18A shows the situation at the time of the surface fault in connection with the second strong earthquake. 18D shows the restoration of the Earth's surface to its position just after the penultimate strong earthquake. We also found a seismic event in the T2 trench with an age older than 18.5±2 kyr (unit 5 is the post-event horizon), which could be associated with one of the oldest seismic events recognized in the T1bis- and the T1 trenches.
Discussion and conclusion
This may explain the differences in coseismic slip rates and earthquake characteristics of the two fault segments. This decrease in the eastward slip rate may imply a more distributed fault zone along the SE segment. It appears that much of the deformation along the SE segment of the fault is accommodated by dextral scaling, which results in lateral propagation of the fault.
In fact, the vertical component of the slip vector along the SE sector of the NTF is slightly more than along the NW segment of the fault. This diffuse deformation may also imply smaller cumulative Pliocene-Quaternary dextral displacements and slower seismic deformation along the SE segment of the fault than along the NW segment.
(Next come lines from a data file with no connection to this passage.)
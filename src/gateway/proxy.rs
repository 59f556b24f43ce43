//! Upstream transport and request forwarding.
//!
//! One pooled `reqwest` client is kept per credential generation: when the
//! credential cache swaps in a rotated CA bundle, the next request builds a
//! fresh client trusting it. Request and response bodies are streamed.
//!
//! Protocol upgrades (`kubectl exec`, `attach`, `port-forward`) keep their
//! `Connection`/`Upgrade` headers. When the upstream answers `101`, both
//! upgraded connections are joined and bytes are copied until either side
//! closes.

use std::sync::Arc;

use axum::{
    Extension,
    body::{Body, HttpBody},
    extract::{Request, State},
    http::{HeaderMap, HeaderName, HeaderValue, StatusCode, header},
    response::{IntoResponse, Response},
};
use hyper::upgrade::OnUpgrade;
use hyper_util::rt::TokioIo;
use parking_lot::Mutex;
use reqwest::Client;
use tracing::{debug, info, warn};
use url::Url;

use super::impersonate;
use crate::config::UpstreamConfig;
use crate::credentials::{CredentialBundle, CredentialCache};
use crate::identity::Identity;
use crate::{Error, Result};

/// Headers that describe one connection hop and are never forwarded.
static HOP_BY_HOP: [HeaderName; 8] = [
    header::CONNECTION,
    HeaderName::from_static("keep-alive"),
    header::PROXY_AUTHENTICATE,
    header::PROXY_AUTHORIZATION,
    header::TE,
    header::TRAILER,
    header::TRANSFER_ENCODING,
    header::UPGRADE,
];

/// Remove hop-by-hop headers, including any named by `Connection`.
pub fn strip_hop_by_hop(headers: &mut HeaderMap) {
    let named: Vec<HeaderName> = headers
        .get_all(header::CONNECTION)
        .iter()
        .filter_map(|v| v.to_str().ok())
        .flat_map(|v| v.split(','))
        .filter_map(|name| HeaderName::from_bytes(name.trim().as_bytes()).ok())
        .collect();

    for name in named.iter().chain(HOP_BY_HOP.iter()) {
        headers.remove(name);
    }
    headers.remove(header::HOST);
}

/// The protocol named by `Upgrade` when `Connection` carries the `upgrade`
/// token.
pub fn upgrade_protocol(headers: &HeaderMap) -> Option<HeaderValue> {
    let requested = headers
        .get_all(header::CONNECTION)
        .iter()
        .filter_map(|v| v.to_str().ok())
        .flat_map(|v| v.split(','))
        .any(|token| token.trim().eq_ignore_ascii_case("upgrade"));
    if requested {
        headers.get(header::UPGRADE).cloned()
    } else {
        None
    }
}

/// Put back the headers that request a protocol switch.
fn mark_upgrade(headers: &mut HeaderMap, protocol: HeaderValue) {
    headers.insert(header::CONNECTION, HeaderValue::from_static("upgrade"));
    headers.insert(header::UPGRADE, protocol);
}

/// Connection-pooled client to the upstream API server.
pub struct UpstreamTransport {
    config: UpstreamConfig,
    base_url: String,
    credentials: Arc<CredentialCache>,
    client: Mutex<Option<(u64, Client)>>,
}

impl UpstreamTransport {
    /// Create a transport for `config.url`.
    pub fn new(config: UpstreamConfig, credentials: Arc<CredentialCache>) -> Result<Self> {
        let url = Url::parse(&config.url)
            .map_err(|e| Error::Config(format!("Invalid upstream URL: {e}")))?;
        let base_url = url.as_str().trim_end_matches('/').to_string();

        Ok(Self {
            config,
            base_url,
            credentials,
            client: Mutex::new(None),
        })
    }

    /// Upstream base URL without a trailing slash.
    #[must_use]
    pub fn base_url(&self) -> &str {
        &self.base_url
    }

    /// The service credential source.
    #[must_use]
    pub fn credentials(&self) -> &Arc<CredentialCache> {
        &self.credentials
    }

    /// A client trusting the current CA bundle.
    pub fn client(&self) -> Result<Client> {
        self.client_for(&self.credentials.snapshot())
    }

    fn client_for(&self, bundle: &CredentialBundle) -> Result<Client> {
        let mut cached = self.client.lock();
        if let Some((generation, client)) = cached.as_ref() {
            if *generation == bundle.generation {
                return Ok(client.clone());
            }
        }

        let client = self.build_client(bundle)?;
        info!(generation = bundle.generation, "Built upstream client");
        *cached = Some((bundle.generation, client.clone()));
        Ok(client)
    }

    fn build_client(&self, bundle: &CredentialBundle) -> Result<Client> {
        let mut builder = Client::builder()
            .connect_timeout(self.config.connect_timeout)
            .tcp_keepalive(self.config.tcp_keepalive)
            .pool_idle_timeout(self.config.pool_idle_timeout)
            .pool_max_idle_per_host(self.config.pool_max_idle_per_host)
            .tcp_nodelay(true)
            .redirect(reqwest::redirect::Policy::none());

        for cert in &bundle.root_certs {
            builder = builder.add_root_certificate(cert.clone());
        }

        builder
            .build()
            .map_err(|e| Error::Internal(format!("Failed to create upstream client: {e}")))
    }

    /// Forward `request` upstream as `identity`.
    ///
    /// The request is rewritten in order: impersonation headers are stripped
    /// and injected, the caller's credential is replaced by the service
    /// token, hop-by-hop headers are dropped. Only then is it sent.
    ///
    /// An upgrade request arriving on a connection that can be upgraded
    /// keeps its `Upgrade` protocol; a `101` reply is tunnelled.
    pub async fn forward(&self, request: Request, identity: &Identity) -> Result<Response> {
        let (mut parts, body) = request.into_parts();
        let bundle = self.credentials.snapshot();

        let upgrade = upgrade_protocol(&parts.headers)
            .and_then(|protocol| Some((protocol, parts.extensions.remove::<OnUpgrade>()?)));

        impersonate::render(&mut parts.headers, identity, &bundle.token)?;
        strip_hop_by_hop(&mut parts.headers);
        if let Some((protocol, _)) = &upgrade {
            mark_upgrade(&mut parts.headers, protocol.clone());
        }

        let path_and_query = parts.uri.path_and_query().map_or("/", |pq| pq.as_str());
        let url = format!("{}{path_and_query}", self.base_url);

        let client = self.client_for(&bundle)?;
        let mut outbound = client
            .request(parts.method.clone(), &url)
            .headers(parts.headers);
        if body.size_hint().exact() != Some(0) {
            outbound = outbound.body(reqwest::Body::wrap_stream(body.into_data_stream()));
        }

        let upstream = outbound.send().await.map_err(|e| {
            warn!(method = %parts.method, url = %url, error = %e, "Upstream request failed");
            Error::Upstream(e.to_string())
        })?;

        let status = upstream.status();
        debug!(method = %parts.method, path = %parts.uri.path(), status = %status, "Proxied request");

        if let Some((protocol, client)) = upgrade
            && status == StatusCode::SWITCHING_PROTOCOLS
        {
            return tunnel(upstream, protocol, client).await;
        }

        let mut headers = upstream.headers().clone();
        strip_hop_by_hop(&mut headers);

        let mut response = Response::new(Body::from_stream(upstream.bytes_stream()));
        *response.status_mut() = status;
        *response.headers_mut() = headers;
        Ok(response)
    }
}

/// Relay a `101` and join the client and upstream connections.
async fn tunnel(
    upstream: reqwest::Response,
    requested: HeaderValue,
    client: OnUpgrade,
) -> Result<Response> {
    let mut headers = upstream.headers().clone();
    let protocol = headers.get(header::UPGRADE).cloned().unwrap_or(requested);
    strip_hop_by_hop(&mut headers);
    mark_upgrade(&mut headers, protocol);

    let mut upstream_io = upstream.upgrade().await.map_err(|e| {
        warn!(error = %e, "Upstream upgrade failed");
        Error::Upstream(e.to_string())
    })?;

    tokio::spawn(async move {
        let upgraded = match client.await {
            Ok(upgraded) => upgraded,
            Err(e) => {
                warn!(error = %e, "Client upgrade failed");
                return;
            }
        };
        let mut client_io = TokioIo::new(upgraded);
        match tokio::io::copy_bidirectional(&mut client_io, &mut upstream_io).await {
            Ok((sent, received)) => debug!(sent, received, "Upgraded connection closed"),
            Err(e) => debug!(error = %e, "Upgraded connection aborted"),
        }
    });

    let mut response = Response::new(Body::empty());
    *response.status_mut() = StatusCode::SWITCHING_PROTOCOLS;
    *response.headers_mut() = headers;
    Ok(response)
}

/// Fallback handler: proxy everything not served locally.
pub async fn proxy_handler(
    State(transport): State<Arc<UpstreamTransport>>,
    Extension(identity): Extension<Identity>,
    request: Request,
) -> Response {
    match transport.forward(request, &identity).await {
        Ok(response) => response,
        Err(e) => e.into_response(),
    }
}
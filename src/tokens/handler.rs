//! HTTP handlers for token management.
//!
//! # Endpoints
//!
//! | Method | Path | Description |
//! |--------|------|-------------|
//! | `GET` | `/_/tokens` | List the caller's tokens |
//! | `POST` | `/_/tokens` | Issue a token granting the caller's identity |
//! | `DELETE` | `/_/tokens/{token}` | Revoke a token by its exact value |
//!
//! The caller's [`Identity`] is resolved by the gateway's authentication
//! middleware and read from request extensions. Anonymous callers, and any
//! identity without a uid or username, have no owner to scope tokens to and
//! are rejected with `401`.

use std::sync::Arc;

use axum::{
    Extension, Json, Router,
    extract::{Path, State},
    routing::{delete, get},
};
use serde::Serialize;

use super::TokenManager;
use crate::identity::Identity;
use crate::{Error, Result};

/// `GET /_/tokens` response.
#[derive(Debug, Serialize)]
pub struct TokenList {
    /// Never `null`; empty when the caller holds no tokens.
    pub tokens: Vec<String>,
}

/// `POST /_/tokens` response.
#[derive(Debug, Serialize)]
pub struct IssuedToken {
    /// The new opaque token.
    pub token: String,
}

/// `DELETE /_/tokens/{token}` response.
#[derive(Debug, Serialize)]
pub struct RevokeStatus {
    /// Always `"success"`.
    pub status: &'static str,
}

/// Build the token management routes.
pub fn token_routes(manager: Arc<TokenManager>) -> Router {
    Router::new()
        .route("/_/tokens", get(list_tokens).post(create_token))
        .route("/_/tokens/{token}", delete(revoke_token))
        .with_state(manager)
}

fn require_authenticated(identity: &Identity) -> Result<()> {
    if identity.is_anonymous() || identity.owner().is_empty() {
        return Err(Error::Unauthenticated);
    }
    Ok(())
}

async fn list_tokens(
    State(manager): State<Arc<TokenManager>>,
    Extension(identity): Extension<Identity>,
) -> Result<Json<TokenList>> {
    require_authenticated(&identity)?;
    let tokens = manager.list(identity.owner()).await?;
    Ok(Json(TokenList { tokens }))
}

async fn create_token(
    State(manager): State<Arc<TokenManager>>,
    Extension(identity): Extension<Identity>,
) -> Result<Json<IssuedToken>> {
    require_authenticated(&identity)?;
    let token = manager.issue(&identity).await?;
    Ok(Json(IssuedToken { token }))
}

async fn revoke_token(
    State(manager): State<Arc<TokenManager>>,
    Extension(identity): Extension<Identity>,
    Path(token): Path<String>,
) -> Result<Json<RevokeStatus>> {
    require_authenticated(&identity)?;
    manager.revoke(&identity, &token).await?;
    Ok(Json(RevokeStatus { status: "success" }))
}
//! Impersonation header rendering.
//!
//! Every caller-supplied header starting with `Impersonate-` is removed
//! before the resolved identity is written, so a caller can never smuggle
//! its own impersonation claims past the proxy. The caller's credential is
//! replaced by the proxy's service token.

use axum::http::{HeaderMap, HeaderName, HeaderValue, header};
use tracing::warn;

use crate::identity::Identity;
use crate::{Error, Result};

/// Lowercase prefix shared by every impersonation header.
pub const IMPERSONATE_PREFIX: &str = "impersonate-";

/// `Impersonate-User`
pub const IMPERSONATE_USER: &str = "impersonate-user";
/// `Impersonate-Group`
pub const IMPERSONATE_GROUP: &str = "impersonate-group";
/// `Impersonate-Uid`
pub const IMPERSONATE_UID: &str = "impersonate-uid";
/// Prefix of `Impersonate-Extra-<key>`
pub const IMPERSONATE_EXTRA_PREFIX: &str = "impersonate-extra-";

/// Remove every impersonation header.
pub fn strip(headers: &mut HeaderMap) {
    let names: Vec<HeaderName> = headers
        .keys()
        .filter(|name| name.as_str().starts_with(IMPERSONATE_PREFIX))
        .cloned()
        .collect();
    for name in names {
        headers.remove(&name);
    }
}

/// Rewrite `headers` to impersonate `identity` with the proxy's own
/// `service_token`.
///
/// Stripping always completes before anything is injected.
///
/// # Errors
///
/// [`Error::Invalid`] when the identity has no group, or its username, group
/// or uid cannot be carried in a header. Nothing is forwarded in that case:
/// a request without impersonation headers would run as the proxy itself.
pub fn render(headers: &mut HeaderMap, identity: &Identity, service_token: &str) -> Result<()> {
    strip(headers);

    let group = identity
        .primary_group()
        .ok_or_else(|| Error::Invalid("identity has no groups".to_string()))?;

    headers.insert(IMPERSONATE_USER, value(identity.username.as_str(), "username")?);
    headers.insert(IMPERSONATE_GROUP, value(group, "group")?);
    if !identity.uid.is_empty() {
        headers.insert(IMPERSONATE_UID, value(identity.uid.as_str(), "uid")?);
    }

    for (key, extra) in &identity.extra {
        let name = HeaderName::from_bytes(extra_header_name(key).as_bytes());
        match (name, HeaderValue::from_bytes(extra.as_bytes())) {
            (Ok(name), Ok(val)) => {
                headers.insert(name, val);
            }
            _ => warn!(key = %key, "Skipping extra attribute not representable as a header"),
        }
    }

    let mut authorization = HeaderValue::from_str(&format!("Bearer {service_token}"))
        .map_err(|_| Error::Internal("service token is not a valid header value".to_string()))?;
    authorization.set_sensitive(true);
    headers.insert(header::AUTHORIZATION, authorization);

    Ok(())
}

fn value(raw: &str, field: &str) -> Result<HeaderValue> {
    HeaderValue::from_bytes(raw.as_bytes())
        .map_err(|_| Error::Invalid(format!("identity {field} is not a valid header value")))
}

/// `impersonate-extra-<key>` with the key lowercased and every byte outside
/// the unreserved set percent-encoded, as the API server decodes it.
fn extra_header_name(key: &str) -> String {
    let mut name = String::with_capacity(IMPERSONATE_EXTRA_PREFIX.len() + key.len());
    name.push_str(IMPERSONATE_EXTRA_PREFIX);
    for byte in key.to_lowercase().bytes() {
        if byte.is_ascii_alphanumeric() || matches!(byte, b'-' | b'_' | b'.' | b'~') {
            name.push(char::from(byte));
        } else {
            name.push_str(&format!("%{byte:02X}"));
        }
    }
    name
}
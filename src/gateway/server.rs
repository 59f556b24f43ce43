//! Proxy server

use std::net::SocketAddr;
use std::sync::Arc;

use axum_server::tls_rustls::RustlsConfig;
use parking_lot::Mutex;
use tokio::net::TcpListener;
use tokio::signal;
use tokio::sync::{broadcast, mpsc};
use tracing::{error, info, warn};

use super::auth::Authenticator;
use super::proxy::UpstreamTransport;
use super::router::{AppState, create_router};
use crate::config::Config;
use crate::credentials::{self, CredentialCache};
use crate::oauth::{HttpIdentityProvider, IdentityProvider, OAuthFlow};
use crate::reconcile::{KubeUserDirectory, NoopDirectory, UserDirectory};
use crate::store;
use crate::tokens::TokenManager;
use crate::{Error, Result};

/// Authenticating proxy server
pub struct Gateway {
    /// Configuration
    config: Config,
    /// Service credential cache
    credentials: Arc<CredentialCache>,
    /// Router state
    state: AppState,
    /// Shutdown broadcast for background tasks
    shutdown_tx: broadcast::Sender<()>,
}

impl Gateway {
    /// Create a new gateway
    ///
    /// Loads the service credentials and opens the token store. Both are
    /// required: a missing credential file is [`Error::Fatal`].
    pub async fn new(config: Config) -> Result<Self> {
        let (shutdown_tx, _) = broadcast::channel(1);

        let credentials = Arc::new(CredentialCache::load(&config.credentials.secret_path)?);

        let store = store::open(&config.storage, shutdown_tx.subscribe()).await?;
        let tokens = Arc::new(TokenManager::new(store, config.tokens.clone()));

        let transport = Arc::new(UpstreamTransport::new(
            config.upstream.clone(),
            Arc::clone(&credentials),
        )?);

        let provider: Arc<dyn IdentityProvider> =
            Arc::new(HttpIdentityProvider::new(config.oauth.clone())?);

        let directory: Arc<dyn UserDirectory> = if config.reconcile.enabled {
            info!(resource = %config.reconcile.resource_path, "User reconciliation enabled");
            Arc::new(KubeUserDirectory::new(
                Arc::clone(&transport),
                config.reconcile.clone(),
            ))
        } else {
            Arc::new(NoopDirectory)
        };

        let oauth = Arc::new(OAuthFlow::new(
            Arc::clone(&provider),
            directory,
            config.oauth.clone(),
        ));
        let authenticator = Arc::new(Authenticator::new(
            Arc::clone(&tokens),
            provider,
            config.oauth.default_group.clone(),
        ));

        Ok(Self {
            config,
            credentials,
            state: AppState {
                authenticator,
                tokens,
                transport,
                oauth,
            },
            shutdown_tx,
        })
    }

    /// Run the gateway until a shutdown signal or a fatal error.
    ///
    /// # Errors
    ///
    /// Bind and serve failures, and [`Error::Fatal`] raised by a background
    /// task while serving.
    pub async fn run(self) -> Result<()> {
        let addr = SocketAddr::new(
            self.config
                .server
                .host
                .parse()
                .map_err(|e| Error::Config(format!("Invalid host: {e}")))?,
            self.config.server.port,
        );

        let (fatal_tx, fatal_rx) = mpsc::channel(1);
        credentials::spawn_refresh(
            Arc::clone(&self.credentials),
            self.config.credentials.refresh_interval,
            fatal_tx,
            self.shutdown_tx.subscribe(),
        );

        let app = create_router(&self.state);
        let fatal = Arc::new(Mutex::new(None));
        let trigger = shutdown_trigger(fatal_rx, self.shutdown_tx.clone(), Arc::clone(&fatal));
        let tls = &self.config.server.tls;

        info!("============================================================");
        info!("KUBE AUTH PROXY v{}", env!("CARGO_PKG_VERSION"));
        info!("============================================================");
        info!(host = %self.config.server.host, port = %self.config.server.port, tls = tls.enabled(), "Listening");
        info!(upstream = %self.state.transport.base_url(), "Upstream API server");
        info!(
            max_per_user = self.config.tokens.max_per_user,
            expiration = ?self.config.tokens.expiration,
            "Opaque tokens"
        );
        info!("Local endpoints:");
        info!("  GET    /_/healthz");
        info!("  GET    /_/whoami");
        info!("  GET    /_/tokens | POST /_/tokens | DELETE /_/tokens/{{token}}");
        info!("  GET    /_/oauth/redirect | /_/oauth/callback | /_/oauth/userinfo");
        info!("============================================================");

        let served = if let (Some(cert), Some(key)) = (&tls.cert_file, &tls.key_file) {
            // Both rustls backends may be linked in; pin the process default.
            let _ = rustls::crypto::aws_lc_rs::default_provider().install_default();

            let tls_config = RustlsConfig::from_pem_file(cert, key)
                .await
                .map_err(|e| Error::Config(format!("Failed to load TLS files: {e}")))?;

            let handle = axum_server::Handle::new();
            let shutdown_handle = handle.clone();
            let timeout = self.config.server.shutdown_timeout;
            tokio::spawn(async move {
                trigger.await;
                shutdown_handle.graceful_shutdown(Some(timeout));
            });

            axum_server::bind_rustls(addr, tls_config)
                .handle(handle)
                .serve(app.into_make_service())
                .await
        } else {
            let listener = TcpListener::bind(addr).await?;
            let mut draining = self.shutdown_tx.subscribe();
            let timeout = self.config.server.shutdown_timeout;

            tokio::select! {
                served = axum::serve(listener, app).with_graceful_shutdown(trigger).into_future() => served,
                () = async move {
                    let _ = draining.recv().await;
                    tokio::time::sleep(timeout).await;
                } => {
                    warn!(timeout = ?timeout, "Graceful shutdown timed out, dropping open connections");
                    Ok(())
                }
            }
        };

        served.map_err(|e| Error::Internal(e.to_string()))?;

        if let Some(e) = fatal.lock().take() {
            return Err(e);
        }

        info!("Server stopped");
        Ok(())
    }
}

/// Completes on the first of an OS signal or a fatal error from a
/// background task. Fires the shutdown broadcast before returning.
fn shutdown_trigger(
    mut fatal_rx: mpsc::Receiver<Error>,
    shutdown_tx: broadcast::Sender<()>,
    slot: Arc<Mutex<Option<Error>>>,
) -> impl Future<Output = ()> + Send + 'static {
    async move {
        tokio::select! {
            () = shutdown_signal() => {
                info!("Shutdown signal received");
            }
            Some(e) = fatal_rx.recv() => {
                error!(error = %e, "Fatal error, shutting down");
                *slot.lock() = Some(e);
            }
        }
        let _ = shutdown_tx.send(());
    }
}

/// Shutdown signal handler
async fn shutdown_signal() {
    let ctrl_c = async {
        if let Err(e) = signal::ctrl_c().await {
            warn!(error = %e, "Failed to listen for Ctrl+C");
            std::future::pending::<()>().await;
        }
    };

    #[cfg(unix)]
    let terminate = async {
        match signal::unix::signal(signal::unix::SignalKind::terminate()) {
            Ok(mut sigterm) => {
                sigterm.recv().await;
            }
            Err(e) => {
                warn!(error = %e, "Failed to install SIGTERM handler");
                std::future::pending::<()>().await;
            }
        }
    };

    #[cfg(not(unix))]
    let terminate = std::future::pending::<()>();

    tokio::select! {
        () = ctrl_c => {},
        () = terminate => {},
    }
}
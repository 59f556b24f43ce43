//! Gateway: authentication, impersonation and forwarding

pub mod auth;
pub mod impersonate;
pub mod proxy;
mod router;
mod server;

pub use auth::{Authenticator, auth_middleware};
pub use proxy::UpstreamTransport;
pub use router::{AppState, WhoAmI, create_router};
pub use server::Gateway;
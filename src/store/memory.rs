//! In-process token store.
//!
//! Records live in a `DashMap` keyed by token. Each record carries its own
//! deadline, and a min-heap of `(deadline, key)` is swept by a single
//! background task. A heap entry only removes a key whose *current* record
//! has passed its deadline, so re-storing a key re-arms its expiry and the
//! superseded heap entry becomes inert.
//!
//! Reads treat a record past its deadline as absent, so expiry is exact even
//! between sweeps; the sweeper only reclaims memory.
//!
//! Deletes and re-stores leave inert heap entries behind. Once the heap
//! outgrows the live records by `COMPACT_RATIO` it is rebuilt from them.

use std::cmp::Reverse;
use std::collections::BinaryHeap;
use std::sync::Arc;
use std::time::Duration;

use dashmap::DashMap;
use parking_lot::Mutex;
use tokio::time::Instant;
use tracing::debug;

use super::TokenStore;
use crate::{Error, Result};

/// Deadline used when `now + ttl` does not fit in an `Instant`.
const FAR_FUTURE: Duration = Duration::from_secs(100 * 365 * 24 * 3600);

/// Heap entries per live record above which the heap is compacted.
const COMPACT_RATIO: usize = 4;

/// Heap size below which compaction is never attempted.
const COMPACT_MIN: usize = 1024;

#[derive(Debug, Clone)]
struct Entry {
    value: String,
    deadline: Instant,
}

impl Entry {
    fn is_live(&self, now: Instant) -> bool {
        self.deadline > now
    }
}

/// In-memory token store.
#[derive(Debug, Default)]
pub struct MemoryTokenStore {
    entries: DashMap<String, Entry>,
    expiries: Mutex<BinaryHeap<Reverse<(Instant, String)>>>,
}

impl MemoryTokenStore {
    /// Create an empty store.
    #[must_use]
    pub fn new() -> Self {
        Self::default()
    }

    /// Remove every record whose deadline is at or before `now`.
    ///
    /// Returns the number of records removed.
    pub fn sweep(&self, now: Instant) -> usize {
        let due: Vec<String> = {
            let mut heap = self.expiries.lock();
            let mut due = Vec::new();
            loop {
                let is_due =
                    matches!(heap.peek(), Some(Reverse((deadline, _))) if *deadline <= now);
                if !is_due {
                    break;
                }
                if let Some(Reverse((_, key))) = heap.pop() {
                    due.push(key);
                }
            }
            due
        };

        due.into_iter()
            .filter(|key| {
                self.entries
                    .remove_if(key, |_, entry| !entry.is_live(now))
                    .is_some()
            })
            .count()
    }

    /// Number of records held, including expired ones not yet swept.
    #[must_use]
    pub fn len(&self) -> usize {
        self.entries.len()
    }

    /// Whether the store holds no records at all.
    #[must_use]
    pub fn is_empty(&self) -> bool {
        self.entries.is_empty()
    }

    /// Drop heap entries that no longer match a stored record's deadline.
    fn compact_expiries(&self) {
        let mut heap = self.expiries.lock();
        let live = self.entries.len();
        if heap.len() < COMPACT_MIN || heap.len() <= live.saturating_mul(COMPACT_RATIO) {
            return;
        }

        let before = heap.len();
        heap.retain(|Reverse((deadline, key))| {
            self.entries
                .get(key)
                .is_some_and(|entry| entry.deadline == *deadline)
        });
        debug!(before, after = heap.len(), live, "Compacted expiry heap");
    }

    #[cfg(test)]
    fn expiry_len(&self) -> usize {
        self.expiries.lock().len()
    }

    fn live_value(&self, key: &str, now: Instant) -> Option<String> {
        let entry = self.entries.get(key)?;
        if entry.is_live(now) {
            return Some(entry.value.clone());
        }
        drop(entry);
        self.entries.remove_if(key, |_, e| !e.is_live(now));
        None
    }
}

#[async_trait::async_trait]
impl TokenStore for MemoryTokenStore {
    async fn store(&self, key: &str, value: &str, ttl: Duration) -> Result<()> {
        let now = Instant::now();
        let deadline = now
            .checked_add(ttl)
            .unwrap_or_else(|| now + FAR_FUTURE);

        self.entries.insert(
            key.to_string(),
            Entry {
                value: value.to_string(),
                deadline,
            },
        );
        self.expiries.lock().push(Reverse((deadline, key.to_string())));
        self.compact_expiries();
        Ok(())
    }

    async fn load(&self, key: &str) -> Result<String> {
        self.live_value(key, Instant::now()).ok_or(Error::NotFound)
    }

    async fn delete(&self, key: &str) -> Result<()> {
        if self.entries.remove(key).is_some() {
            self.compact_expiries();
        }
        Ok(())
    }

    async fn exists(&self, key: &str) -> Result<bool> {
        Ok(self.live_value(key, Instant::now()).is_some())
    }

    async fn list(&self, prefix: &str) -> Result<Vec<String>> {
        let now = Instant::now();
        Ok(self
            .entries
            .iter()
            .filter(|e| e.key().starts_with(prefix) && e.value().is_live(now))
            .map(|e| e.key().clone())
            .collect())
    }
}

/// Spawn the background task that sweeps expired records every `interval`.
///
/// The task exits when the `shutdown` receiver fires.
pub fn spawn_sweeper(
    store: Arc<MemoryTokenStore>,
    interval: Duration,
    mut shutdown: tokio::sync::broadcast::Receiver<()>,
) {
    tokio::spawn(async move {
        let mut ticker = tokio::time::interval(interval);
        loop {
            tokio::select! {
                _ = ticker.tick() => {
                    let swept = store.sweep(Instant::now());
                    if swept > 0 {
                        debug!(count = swept, "Swept expired tokens");
                    }
                }
                _ = shutdown.recv() => {
                    debug!("Token sweeper shutting down");
                    break;
                }
            }
        }
    });
}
Moreover, the earthquakes that rupture the SE segment have stronger magnitudes (M~7.7), i.e. longer return periods, than those that occur in the NW segment of the NTF (M~7.5).
All these considerations emphasize the differences in seismic behavior and especially in coseismic slip rate variations along the NW and SE segments of the NTF. Southwest of the fold, a major dextral strike-slip fault (the North Mishu fault), located in the extension of the NTF, clearly offsets the drainage network. Near the Khajeh-Marjan village (see Fig. 4 for location), the NW segment of the NTF crosses several generations of alluvial fans (the chronological classification is based on shear erosion).
In addition, the drainage pattern on both sides of the lake indicates a paleoflow direction to the northeast. Eastward view of the main fault plane west of Lake Ghurugol (between Shebli and the lake in Figure 4). Morphostructural map and simplified N–S cross-section of the eastern end of the TFS within the Bozghush area (see Fig. 2 for location).
Much of the NTF's strike-slip component is accommodated along the various oblique inverse faults, primarily E–. Evidence of recent right-lateral shifts along the SE segment of the NTF near sites 1 and 2. The pierce points are marked by black arrows on either side of the fracture trace.
The fault lines bounding both sides of the hill have eroded the Late Quaternary (LQ) deposits. Detailed topographical map based on a digital elevation model (DEM) derived from differential global positioning system (DGPS) survey of the trench site 1. Reconstruction of key sedimentary unit geometries after the oldest paleo event found in T1bis and T1 trenches.
The width of the fault zone is about 5 m near the surface and less than 2 m at a depth of about 5 m.